Exercise brief: Down to the last character, transcribe every record.

Dataset records:
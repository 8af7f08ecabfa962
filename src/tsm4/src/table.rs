//! Rectangular tables and the inner join over one scope's bucket

use std::collections::HashMap;

use serde::Serialize;

use crate::data::AuctionTable;

/// Column the addon shares across every table kind, used as the join key
pub const DEFAULT_JOIN_COLUMN: &str = "itemString";

/// Errors that can occur while joining a bucket
#[derive(Debug, thiserror::Error)]
pub enum JoinError {
    #[error("cannot join an empty bucket")]
    EmptyBucket,

    #[error("join column {0:?} missing from table")]
    MissingKey(String),
}

/// A plain rectangular table, the joined output for one scope.
///
/// Invariant: every row has exactly `columns.len()` values, inherited from
/// [`AuctionTable`].
#[derive(Debug, Clone, PartialEq, Eq, Serialize)]
pub struct DataTable {
    pub columns: Vec<String>,
    pub rows: Vec<Vec<u64>>,
}

impl From<AuctionTable> for DataTable {
    fn from(table: AuctionTable) -> Self {
        DataTable {
            columns: table.columns,
            rows: table.rows,
        }
    }
}

impl DataTable {
    /// Inner-join `right` into this table on the named key column.
    ///
    /// Left row order is preserved; duplicate keys on the right emit one
    /// output row per match, in right order. Result columns are the left
    /// columns followed by the right columns minus the right key column.
    pub fn inner_join(self, right: DataTable, key: &str) -> Result<DataTable, JoinError> {
        let left_key = column_index(&self.columns, key)?;
        let right_key = column_index(&right.columns, key)?;

        let mut by_key: HashMap<u64, Vec<&Vec<u64>>> = HashMap::new();
        for row in &right.rows {
            by_key.entry(row[right_key]).or_default().push(row);
        }

        let mut columns = self.columns;
        columns.extend(
            right
                .columns
                .iter()
                .enumerate()
                .filter(|(i, _)| *i != right_key)
                .map(|(_, name)| name.clone()),
        );

        let mut rows = Vec::new();
        for left_row in &self.rows {
            let Some(matches) = by_key.get(&left_row[left_key]) else {
                continue;
            };
            for right_row in matches {
                let mut row = left_row.clone();
                row.extend(
                    right_row
                        .iter()
                        .enumerate()
                        .filter(|(i, _)| *i != right_key)
                        .map(|(_, value)| *value),
                );
                rows.push(row);
            }
        }

        Ok(DataTable { columns, rows })
    }
}

/// Join all tables in one scope's bucket into a single wide table.
///
/// Takes the bucket by value: the input is consumed, making the
/// "do not reuse" contract structural. A single-table bucket is returned
/// unchanged without touching the key column.
pub fn join_tables(tables: Vec<AuctionTable>, key: &str) -> Result<DataTable, JoinError> {
    let mut tables = tables.into_iter();
    let first = tables.next().ok_or(JoinError::EmptyBucket)?;

    let mut joined = DataTable::from(first);
    for table in tables {
        joined = joined.inner_join(DataTable::from(table), key)?;
    }
    Ok(joined)
}

fn column_index(columns: &[String], key: &str) -> Result<usize, JoinError> {
    columns
        .iter()
        .position(|name| name == key)
        .ok_or_else(|| JoinError::MissingKey(key.to_string()))
}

Result for this task:
repository 8af7f08ecabfa962
filename src/tsm4/src/table.rs
//! Rectangular tables and the inner join over one scope's bucket

use std::collections::HashMap;

use serde::Serialize;

use crate::data::AuctionTable;

/// Column the addon shares across every table kind, used as the join key
pub const DEFAULT_JOIN_COLUMN: &str = "itemString";

/// Errors that can occur while joining a bucket
#[derive(Debug, thiserror::Error)]
pub enum JoinError {
    #[error("cannot join an empty bucket")]
    EmptyBucket,

    #[error("join column {0:?} missing from table")]
    MissingKey(String),
}

/// A plain rectangular table, the joined output for one scope.
///
/// Invariant: every row has exactly `columns.len()` values, inherited from
/// [`AuctionTable`].
#[derive(Debug, Clone, PartialEq, Eq, Serialize)]
pub struct DataTable {
    pub columns: Vec<String>,
    pub rows: Vec<Vec<u64>>,
}

impl From<AuctionTable> for DataTable {
    fn from(table: AuctionTable) -> Self {
        DataTable {
            columns: table.columns,
            rows: table.rows,
        }
    }
}

impl DataTable {
    /// Inner-join `right` into this table on the named key column.
    ///
    /// Left row order is preserved; duplicate keys on the right emit one
    /// output row per match, in right order. Result columns are the left
    /// columns followed by the right columns minus the right key column.
    pub fn inner_join(self, right: DataTable, key: &str) -> Result<DataTable, JoinError> {
        let left_key = column_index(&self.columns, key)?;
        let right_key = column_index(&right.columns, key)?;

        let mut by_key: HashMap<u64, Vec<&Vec<u64>>> = HashMap::new();
        for row in &right.rows {
            by_key.entry(row[right_key]).or_default().push(row);
        }

        let mut columns = self.columns;
        columns.extend(
            right
                .columns
                .iter()
                .enumerate()
                .filter(|(i, _)| *i != right_key)
                .map(|(_, name)| name.clone()),
        );

        let mut rows = Vec::new();
        for left_row in &self.rows {
            let Some(matches) = by_key.get(&left_row[left_key]) else {
                continue;
            };
            for right_row in matches {
                let mut row = left_row.clone();
                row.extend(
                    right_row
                        .iter()
                        .enumerate()
                        .filter(|(i, _)| *i != right_key)
                        .map(|(_, value)| *value),
                );
                rows.push(row);
            }
        }

        Ok(DataTable { columns, rows })
    }
}

/// Join all tables in one scope's bucket into a single wide table.
///
/// Takes the bucket by value: the input is consumed, making the
/// "do not reuse" contract structural. A single-table bucket is returned
/// unchanged without touching the key column.
pub fn join_tables(tables: Vec<AuctionTable>, key: &str) -> Result<DataTable, JoinError> {
    let mut tables = tables.into_iter();
    let first = tables.next().ok_or(JoinError::EmptyBucket)?;

    let mut joined = DataTable::from(first);
    for table in tables {
        joined = joined.inner_join(DataTable::from(table), key)?;
    }
    Ok(joined)
}

fn column_index(columns: &[String], key: &str) -> Result<usize, JoinError> {
    columns
        .iter()
        .position(|name| name == key)
        .ok_or_else(|| JoinError::MissingKey(key.to_string()))
}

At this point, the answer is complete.